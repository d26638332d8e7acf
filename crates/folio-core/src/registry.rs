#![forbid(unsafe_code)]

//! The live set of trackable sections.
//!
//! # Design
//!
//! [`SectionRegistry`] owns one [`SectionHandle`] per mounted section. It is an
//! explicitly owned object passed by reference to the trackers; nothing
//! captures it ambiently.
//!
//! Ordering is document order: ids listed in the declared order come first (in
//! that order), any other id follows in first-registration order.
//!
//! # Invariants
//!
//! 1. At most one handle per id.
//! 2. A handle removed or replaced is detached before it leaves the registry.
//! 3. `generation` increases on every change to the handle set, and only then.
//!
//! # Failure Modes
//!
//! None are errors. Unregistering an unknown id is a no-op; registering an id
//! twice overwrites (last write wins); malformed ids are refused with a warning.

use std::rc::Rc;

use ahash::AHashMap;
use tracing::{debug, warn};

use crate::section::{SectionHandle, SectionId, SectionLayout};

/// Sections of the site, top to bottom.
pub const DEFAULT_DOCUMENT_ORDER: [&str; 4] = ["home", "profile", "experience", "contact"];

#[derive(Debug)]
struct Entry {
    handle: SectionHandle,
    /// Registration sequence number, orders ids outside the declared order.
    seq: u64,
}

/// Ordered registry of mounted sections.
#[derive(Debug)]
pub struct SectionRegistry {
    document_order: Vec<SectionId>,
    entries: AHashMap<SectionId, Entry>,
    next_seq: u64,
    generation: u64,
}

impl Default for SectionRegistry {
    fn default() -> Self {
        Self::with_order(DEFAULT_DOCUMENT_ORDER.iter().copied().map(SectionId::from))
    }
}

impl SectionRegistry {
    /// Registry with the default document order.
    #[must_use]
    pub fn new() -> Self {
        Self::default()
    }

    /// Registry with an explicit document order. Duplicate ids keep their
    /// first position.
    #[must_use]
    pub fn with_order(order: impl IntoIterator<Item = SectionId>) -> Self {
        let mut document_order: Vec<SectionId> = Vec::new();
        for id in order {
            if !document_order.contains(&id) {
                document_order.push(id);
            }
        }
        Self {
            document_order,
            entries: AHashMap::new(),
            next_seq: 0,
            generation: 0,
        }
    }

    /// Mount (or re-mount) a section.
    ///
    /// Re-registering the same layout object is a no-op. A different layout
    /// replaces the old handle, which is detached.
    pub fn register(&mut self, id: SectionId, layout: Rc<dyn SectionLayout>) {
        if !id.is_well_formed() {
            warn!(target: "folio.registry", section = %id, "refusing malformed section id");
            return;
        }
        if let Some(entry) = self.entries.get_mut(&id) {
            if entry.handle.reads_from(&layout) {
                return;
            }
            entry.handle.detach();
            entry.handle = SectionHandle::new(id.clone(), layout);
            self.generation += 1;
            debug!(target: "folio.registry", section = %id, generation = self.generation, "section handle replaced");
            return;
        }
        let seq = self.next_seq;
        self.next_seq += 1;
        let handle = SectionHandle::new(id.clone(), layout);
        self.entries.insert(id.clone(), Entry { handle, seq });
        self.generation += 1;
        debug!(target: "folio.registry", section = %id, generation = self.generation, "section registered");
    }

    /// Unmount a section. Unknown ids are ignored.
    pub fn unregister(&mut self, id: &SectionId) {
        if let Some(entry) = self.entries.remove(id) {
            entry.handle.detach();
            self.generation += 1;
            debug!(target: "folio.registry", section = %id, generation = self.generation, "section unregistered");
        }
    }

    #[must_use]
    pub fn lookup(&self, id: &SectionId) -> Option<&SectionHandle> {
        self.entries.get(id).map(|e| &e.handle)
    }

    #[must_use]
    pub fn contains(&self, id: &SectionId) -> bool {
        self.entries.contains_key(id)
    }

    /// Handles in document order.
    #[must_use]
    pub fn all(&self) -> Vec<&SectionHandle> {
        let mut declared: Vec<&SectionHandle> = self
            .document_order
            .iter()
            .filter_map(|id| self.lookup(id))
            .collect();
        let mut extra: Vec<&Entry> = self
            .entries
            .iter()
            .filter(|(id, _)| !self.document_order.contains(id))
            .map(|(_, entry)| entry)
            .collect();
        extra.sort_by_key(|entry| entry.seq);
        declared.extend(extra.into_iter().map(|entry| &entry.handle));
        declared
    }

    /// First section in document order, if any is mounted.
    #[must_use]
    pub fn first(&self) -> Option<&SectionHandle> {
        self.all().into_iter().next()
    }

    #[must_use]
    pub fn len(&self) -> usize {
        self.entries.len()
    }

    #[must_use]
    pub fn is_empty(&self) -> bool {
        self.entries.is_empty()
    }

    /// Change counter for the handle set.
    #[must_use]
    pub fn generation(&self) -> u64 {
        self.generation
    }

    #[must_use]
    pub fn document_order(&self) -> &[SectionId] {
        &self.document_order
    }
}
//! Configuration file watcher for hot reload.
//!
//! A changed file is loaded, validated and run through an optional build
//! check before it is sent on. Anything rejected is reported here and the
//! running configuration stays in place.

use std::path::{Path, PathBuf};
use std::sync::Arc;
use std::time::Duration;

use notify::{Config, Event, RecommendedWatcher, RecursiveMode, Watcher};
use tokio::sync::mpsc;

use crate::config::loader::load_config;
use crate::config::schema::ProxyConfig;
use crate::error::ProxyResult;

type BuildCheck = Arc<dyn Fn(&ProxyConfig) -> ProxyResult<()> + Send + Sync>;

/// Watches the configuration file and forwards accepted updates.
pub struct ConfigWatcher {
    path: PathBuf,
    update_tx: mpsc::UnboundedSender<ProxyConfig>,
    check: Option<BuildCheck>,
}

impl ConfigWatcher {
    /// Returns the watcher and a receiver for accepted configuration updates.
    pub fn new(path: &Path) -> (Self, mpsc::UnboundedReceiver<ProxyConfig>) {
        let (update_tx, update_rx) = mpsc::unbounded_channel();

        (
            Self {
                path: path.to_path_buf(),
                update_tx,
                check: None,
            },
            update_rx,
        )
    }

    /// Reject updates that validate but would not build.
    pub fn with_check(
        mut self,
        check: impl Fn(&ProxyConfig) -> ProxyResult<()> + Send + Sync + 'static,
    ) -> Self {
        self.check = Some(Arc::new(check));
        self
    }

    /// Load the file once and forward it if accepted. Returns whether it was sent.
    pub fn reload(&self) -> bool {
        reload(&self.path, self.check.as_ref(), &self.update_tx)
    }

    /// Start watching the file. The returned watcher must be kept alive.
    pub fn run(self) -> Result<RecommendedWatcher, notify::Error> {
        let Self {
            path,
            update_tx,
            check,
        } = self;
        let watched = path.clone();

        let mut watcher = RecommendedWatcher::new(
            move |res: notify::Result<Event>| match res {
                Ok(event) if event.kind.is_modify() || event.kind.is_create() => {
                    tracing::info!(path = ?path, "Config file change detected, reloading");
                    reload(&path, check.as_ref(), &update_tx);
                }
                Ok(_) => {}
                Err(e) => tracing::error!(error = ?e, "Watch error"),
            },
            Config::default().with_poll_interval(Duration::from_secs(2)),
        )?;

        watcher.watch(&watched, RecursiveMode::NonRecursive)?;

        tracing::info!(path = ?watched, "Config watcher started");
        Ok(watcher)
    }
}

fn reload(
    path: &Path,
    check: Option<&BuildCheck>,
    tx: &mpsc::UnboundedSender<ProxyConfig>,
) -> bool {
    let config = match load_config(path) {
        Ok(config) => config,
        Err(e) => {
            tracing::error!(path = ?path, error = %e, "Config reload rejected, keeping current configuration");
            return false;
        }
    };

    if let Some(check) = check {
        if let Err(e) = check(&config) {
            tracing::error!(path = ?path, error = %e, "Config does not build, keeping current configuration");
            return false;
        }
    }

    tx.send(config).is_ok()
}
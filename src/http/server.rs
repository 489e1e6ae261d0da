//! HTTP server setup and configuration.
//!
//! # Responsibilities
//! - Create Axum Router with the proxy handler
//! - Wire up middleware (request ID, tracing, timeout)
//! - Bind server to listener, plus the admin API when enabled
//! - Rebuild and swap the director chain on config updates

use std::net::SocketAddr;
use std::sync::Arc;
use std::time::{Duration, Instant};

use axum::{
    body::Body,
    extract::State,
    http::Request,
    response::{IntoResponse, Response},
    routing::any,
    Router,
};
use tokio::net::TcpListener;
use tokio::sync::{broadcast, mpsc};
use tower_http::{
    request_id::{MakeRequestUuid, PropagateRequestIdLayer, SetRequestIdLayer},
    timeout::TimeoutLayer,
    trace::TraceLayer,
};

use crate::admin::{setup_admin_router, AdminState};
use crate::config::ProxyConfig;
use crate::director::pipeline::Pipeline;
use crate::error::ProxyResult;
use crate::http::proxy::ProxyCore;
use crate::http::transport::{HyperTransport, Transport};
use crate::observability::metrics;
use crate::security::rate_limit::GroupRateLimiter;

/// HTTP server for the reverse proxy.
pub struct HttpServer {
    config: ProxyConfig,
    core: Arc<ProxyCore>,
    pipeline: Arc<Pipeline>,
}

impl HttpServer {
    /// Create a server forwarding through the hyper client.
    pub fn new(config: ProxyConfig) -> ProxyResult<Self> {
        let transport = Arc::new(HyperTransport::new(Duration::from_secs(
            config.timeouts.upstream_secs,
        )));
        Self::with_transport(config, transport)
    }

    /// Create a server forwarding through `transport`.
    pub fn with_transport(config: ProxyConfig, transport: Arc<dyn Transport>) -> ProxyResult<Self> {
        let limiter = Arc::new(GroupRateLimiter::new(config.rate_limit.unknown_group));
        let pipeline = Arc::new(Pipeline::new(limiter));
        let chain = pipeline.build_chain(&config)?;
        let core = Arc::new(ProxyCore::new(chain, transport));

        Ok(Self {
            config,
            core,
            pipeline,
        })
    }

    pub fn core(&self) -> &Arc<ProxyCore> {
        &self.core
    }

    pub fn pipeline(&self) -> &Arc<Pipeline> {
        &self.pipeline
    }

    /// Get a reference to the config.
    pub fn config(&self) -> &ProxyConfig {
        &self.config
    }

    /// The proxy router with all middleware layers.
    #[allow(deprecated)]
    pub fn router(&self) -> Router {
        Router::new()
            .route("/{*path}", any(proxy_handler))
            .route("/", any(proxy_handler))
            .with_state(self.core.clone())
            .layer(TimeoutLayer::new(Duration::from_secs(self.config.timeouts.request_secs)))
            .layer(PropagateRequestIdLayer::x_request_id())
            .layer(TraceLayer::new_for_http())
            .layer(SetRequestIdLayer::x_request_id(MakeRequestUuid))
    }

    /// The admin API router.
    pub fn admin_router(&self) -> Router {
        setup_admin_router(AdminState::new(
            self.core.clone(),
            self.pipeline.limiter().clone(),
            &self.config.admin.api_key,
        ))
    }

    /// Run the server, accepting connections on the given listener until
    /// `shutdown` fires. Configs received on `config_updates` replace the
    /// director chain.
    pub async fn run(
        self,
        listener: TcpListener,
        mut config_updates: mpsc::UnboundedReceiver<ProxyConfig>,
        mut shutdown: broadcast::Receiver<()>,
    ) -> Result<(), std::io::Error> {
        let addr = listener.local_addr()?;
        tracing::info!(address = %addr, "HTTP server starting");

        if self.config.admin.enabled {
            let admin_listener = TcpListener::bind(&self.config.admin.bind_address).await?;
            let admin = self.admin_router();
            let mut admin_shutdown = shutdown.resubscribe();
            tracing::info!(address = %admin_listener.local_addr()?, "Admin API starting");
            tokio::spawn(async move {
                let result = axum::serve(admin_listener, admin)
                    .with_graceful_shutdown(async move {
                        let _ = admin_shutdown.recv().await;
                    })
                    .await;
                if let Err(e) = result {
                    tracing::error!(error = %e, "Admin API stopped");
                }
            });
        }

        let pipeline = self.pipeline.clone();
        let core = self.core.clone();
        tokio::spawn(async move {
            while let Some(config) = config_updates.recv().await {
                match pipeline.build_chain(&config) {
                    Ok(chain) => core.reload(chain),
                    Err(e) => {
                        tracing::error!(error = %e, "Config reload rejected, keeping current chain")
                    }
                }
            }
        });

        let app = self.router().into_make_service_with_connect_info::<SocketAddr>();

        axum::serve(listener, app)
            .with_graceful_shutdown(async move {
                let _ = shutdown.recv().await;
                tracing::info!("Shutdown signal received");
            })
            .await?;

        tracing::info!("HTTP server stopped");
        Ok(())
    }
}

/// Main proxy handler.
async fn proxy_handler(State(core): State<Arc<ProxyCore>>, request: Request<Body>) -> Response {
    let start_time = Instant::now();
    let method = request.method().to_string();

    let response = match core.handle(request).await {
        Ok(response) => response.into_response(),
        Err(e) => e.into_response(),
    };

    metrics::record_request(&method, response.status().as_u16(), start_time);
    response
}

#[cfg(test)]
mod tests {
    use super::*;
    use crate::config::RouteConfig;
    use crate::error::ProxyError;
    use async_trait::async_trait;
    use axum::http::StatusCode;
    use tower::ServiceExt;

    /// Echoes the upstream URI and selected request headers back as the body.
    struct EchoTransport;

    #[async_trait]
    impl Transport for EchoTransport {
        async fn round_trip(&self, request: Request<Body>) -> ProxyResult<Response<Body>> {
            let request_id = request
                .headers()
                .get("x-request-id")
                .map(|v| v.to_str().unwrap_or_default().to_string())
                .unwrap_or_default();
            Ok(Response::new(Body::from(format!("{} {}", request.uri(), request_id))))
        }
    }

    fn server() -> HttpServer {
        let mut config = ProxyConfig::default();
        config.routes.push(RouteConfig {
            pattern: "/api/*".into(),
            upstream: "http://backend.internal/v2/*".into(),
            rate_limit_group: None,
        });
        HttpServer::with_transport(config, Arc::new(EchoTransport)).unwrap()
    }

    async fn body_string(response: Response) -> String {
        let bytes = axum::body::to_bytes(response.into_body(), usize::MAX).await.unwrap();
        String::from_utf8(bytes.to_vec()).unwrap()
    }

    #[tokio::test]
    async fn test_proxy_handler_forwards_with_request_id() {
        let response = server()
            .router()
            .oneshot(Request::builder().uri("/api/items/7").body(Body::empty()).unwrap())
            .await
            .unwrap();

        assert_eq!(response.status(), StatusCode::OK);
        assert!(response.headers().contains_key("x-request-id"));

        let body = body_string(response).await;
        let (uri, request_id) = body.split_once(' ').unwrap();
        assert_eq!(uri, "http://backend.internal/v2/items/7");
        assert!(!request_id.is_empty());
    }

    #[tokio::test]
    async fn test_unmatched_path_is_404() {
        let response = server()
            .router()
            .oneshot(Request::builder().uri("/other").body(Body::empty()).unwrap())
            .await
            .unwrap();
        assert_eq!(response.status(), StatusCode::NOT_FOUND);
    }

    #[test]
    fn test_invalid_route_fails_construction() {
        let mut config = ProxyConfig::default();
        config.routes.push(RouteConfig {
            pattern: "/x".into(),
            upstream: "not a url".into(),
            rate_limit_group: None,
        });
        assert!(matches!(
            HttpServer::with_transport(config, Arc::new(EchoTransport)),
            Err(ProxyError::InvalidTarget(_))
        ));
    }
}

_____

_BRIEF_: Whenever "PathBuf" occurs in a line of the entries, copy that line.

_WRITTEN RESPONSE_:
use std::path::{Path, PathBuf};
    path: PathBuf,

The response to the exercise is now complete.